YOUR TASK :: Reproduce, please, only the lines from the first line below to the line containing "pub use bootstrap::BootstrapReport;", inclusive.
(Beginning of SUPPLIED DATA)
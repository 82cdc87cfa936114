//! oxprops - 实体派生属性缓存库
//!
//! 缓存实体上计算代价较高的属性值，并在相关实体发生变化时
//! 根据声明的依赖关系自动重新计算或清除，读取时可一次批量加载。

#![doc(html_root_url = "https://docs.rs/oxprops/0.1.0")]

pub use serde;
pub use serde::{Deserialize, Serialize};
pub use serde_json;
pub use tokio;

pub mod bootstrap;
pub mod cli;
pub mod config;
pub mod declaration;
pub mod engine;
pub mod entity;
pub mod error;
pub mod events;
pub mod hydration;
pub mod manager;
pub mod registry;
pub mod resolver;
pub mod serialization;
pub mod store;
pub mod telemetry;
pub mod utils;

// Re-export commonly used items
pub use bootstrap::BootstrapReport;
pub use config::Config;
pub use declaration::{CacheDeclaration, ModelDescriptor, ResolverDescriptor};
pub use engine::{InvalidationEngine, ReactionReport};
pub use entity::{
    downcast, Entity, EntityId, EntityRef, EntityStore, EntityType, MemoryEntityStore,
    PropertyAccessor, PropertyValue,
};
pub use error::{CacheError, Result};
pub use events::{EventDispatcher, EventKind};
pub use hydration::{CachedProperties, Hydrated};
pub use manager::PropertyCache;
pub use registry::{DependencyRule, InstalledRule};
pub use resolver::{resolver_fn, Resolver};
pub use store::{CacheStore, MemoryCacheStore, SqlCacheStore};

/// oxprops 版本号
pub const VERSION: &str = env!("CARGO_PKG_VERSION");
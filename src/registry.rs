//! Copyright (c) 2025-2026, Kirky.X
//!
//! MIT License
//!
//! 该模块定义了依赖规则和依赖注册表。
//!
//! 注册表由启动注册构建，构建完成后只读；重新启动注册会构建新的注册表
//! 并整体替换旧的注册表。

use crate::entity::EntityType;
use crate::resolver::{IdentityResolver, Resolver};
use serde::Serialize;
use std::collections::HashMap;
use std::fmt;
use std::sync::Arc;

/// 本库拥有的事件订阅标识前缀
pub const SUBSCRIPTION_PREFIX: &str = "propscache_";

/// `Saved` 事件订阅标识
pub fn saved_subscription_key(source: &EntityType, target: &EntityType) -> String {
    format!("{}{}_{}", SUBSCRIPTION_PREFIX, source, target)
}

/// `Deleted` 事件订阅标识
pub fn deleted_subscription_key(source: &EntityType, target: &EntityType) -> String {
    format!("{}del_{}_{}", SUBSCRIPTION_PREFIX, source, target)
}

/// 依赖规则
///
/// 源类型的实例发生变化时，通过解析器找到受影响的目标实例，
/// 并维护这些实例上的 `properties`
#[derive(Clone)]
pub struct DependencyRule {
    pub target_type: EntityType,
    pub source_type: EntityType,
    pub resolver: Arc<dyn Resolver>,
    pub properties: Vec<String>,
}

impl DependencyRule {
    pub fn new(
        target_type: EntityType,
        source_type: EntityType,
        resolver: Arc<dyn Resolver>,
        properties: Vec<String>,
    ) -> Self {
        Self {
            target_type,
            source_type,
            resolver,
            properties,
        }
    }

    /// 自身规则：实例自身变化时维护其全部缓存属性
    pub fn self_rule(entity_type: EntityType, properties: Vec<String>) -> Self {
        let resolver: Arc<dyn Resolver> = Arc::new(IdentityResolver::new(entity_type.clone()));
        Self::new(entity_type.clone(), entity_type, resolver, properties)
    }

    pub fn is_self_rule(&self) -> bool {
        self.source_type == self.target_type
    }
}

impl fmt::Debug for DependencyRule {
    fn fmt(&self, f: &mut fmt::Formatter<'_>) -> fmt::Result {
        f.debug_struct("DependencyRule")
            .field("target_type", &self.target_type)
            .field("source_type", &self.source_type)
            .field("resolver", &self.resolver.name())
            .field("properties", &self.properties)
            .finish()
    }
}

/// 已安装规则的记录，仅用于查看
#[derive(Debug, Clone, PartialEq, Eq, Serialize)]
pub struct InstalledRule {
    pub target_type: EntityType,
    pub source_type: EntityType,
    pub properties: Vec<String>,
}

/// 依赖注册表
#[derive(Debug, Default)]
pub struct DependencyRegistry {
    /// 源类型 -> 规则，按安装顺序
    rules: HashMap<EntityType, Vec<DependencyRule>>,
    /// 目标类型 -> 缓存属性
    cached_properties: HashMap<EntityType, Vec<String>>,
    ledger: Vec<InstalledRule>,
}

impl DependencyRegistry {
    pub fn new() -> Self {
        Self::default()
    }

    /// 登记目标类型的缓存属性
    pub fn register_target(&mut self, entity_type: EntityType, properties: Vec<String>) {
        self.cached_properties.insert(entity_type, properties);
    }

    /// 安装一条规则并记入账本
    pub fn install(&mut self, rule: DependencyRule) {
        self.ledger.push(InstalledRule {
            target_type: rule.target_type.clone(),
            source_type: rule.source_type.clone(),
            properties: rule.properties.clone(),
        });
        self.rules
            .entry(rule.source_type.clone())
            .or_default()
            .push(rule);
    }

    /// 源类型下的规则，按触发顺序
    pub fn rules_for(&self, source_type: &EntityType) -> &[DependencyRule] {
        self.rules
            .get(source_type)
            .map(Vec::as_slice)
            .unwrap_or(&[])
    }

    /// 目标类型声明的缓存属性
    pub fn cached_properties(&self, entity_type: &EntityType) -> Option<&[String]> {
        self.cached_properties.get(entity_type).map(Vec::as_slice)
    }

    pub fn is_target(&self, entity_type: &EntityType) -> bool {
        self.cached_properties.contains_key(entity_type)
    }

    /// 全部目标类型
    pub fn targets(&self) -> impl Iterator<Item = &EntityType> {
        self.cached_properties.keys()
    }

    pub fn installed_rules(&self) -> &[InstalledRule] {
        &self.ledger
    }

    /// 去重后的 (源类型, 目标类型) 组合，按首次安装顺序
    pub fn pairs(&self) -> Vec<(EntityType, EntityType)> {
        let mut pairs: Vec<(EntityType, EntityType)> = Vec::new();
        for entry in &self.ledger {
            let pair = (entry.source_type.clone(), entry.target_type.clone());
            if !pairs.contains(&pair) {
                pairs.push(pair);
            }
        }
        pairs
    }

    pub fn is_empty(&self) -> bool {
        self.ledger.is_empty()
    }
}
(End of SUPPLIED DATA)
RESULT FOR THIS EXERCISE ::
repository 82cdc87cfa936114
//! oxprops - 实体派生属性缓存库
//!
//! 缓存实体上计算代价较高的属性值，并在相关实体发生变化时
//! 根据声明的依赖关系自动重新计算或清除，读取时可一次批量加载。

#![doc(html_root_url = "https://docs.rs/oxprops/0.1.0")]

pub use serde;
pub use serde::{Deserialize, Serialize};
pub use serde_json;
pub use tokio;

pub mod bootstrap;
pub mod cli;
pub mod config;
pub mod declaration;
pub mod engine;
pub mod entity;
pub mod error;
pub mod events;
pub mod hydration;
pub mod manager;
pub mod registry;
pub mod resolver;
pub mod serialization;
pub mod store;
pub mod telemetry;
pub mod utils;

// Re-export commonly used items
pub use bootstrap::BootstrapReport;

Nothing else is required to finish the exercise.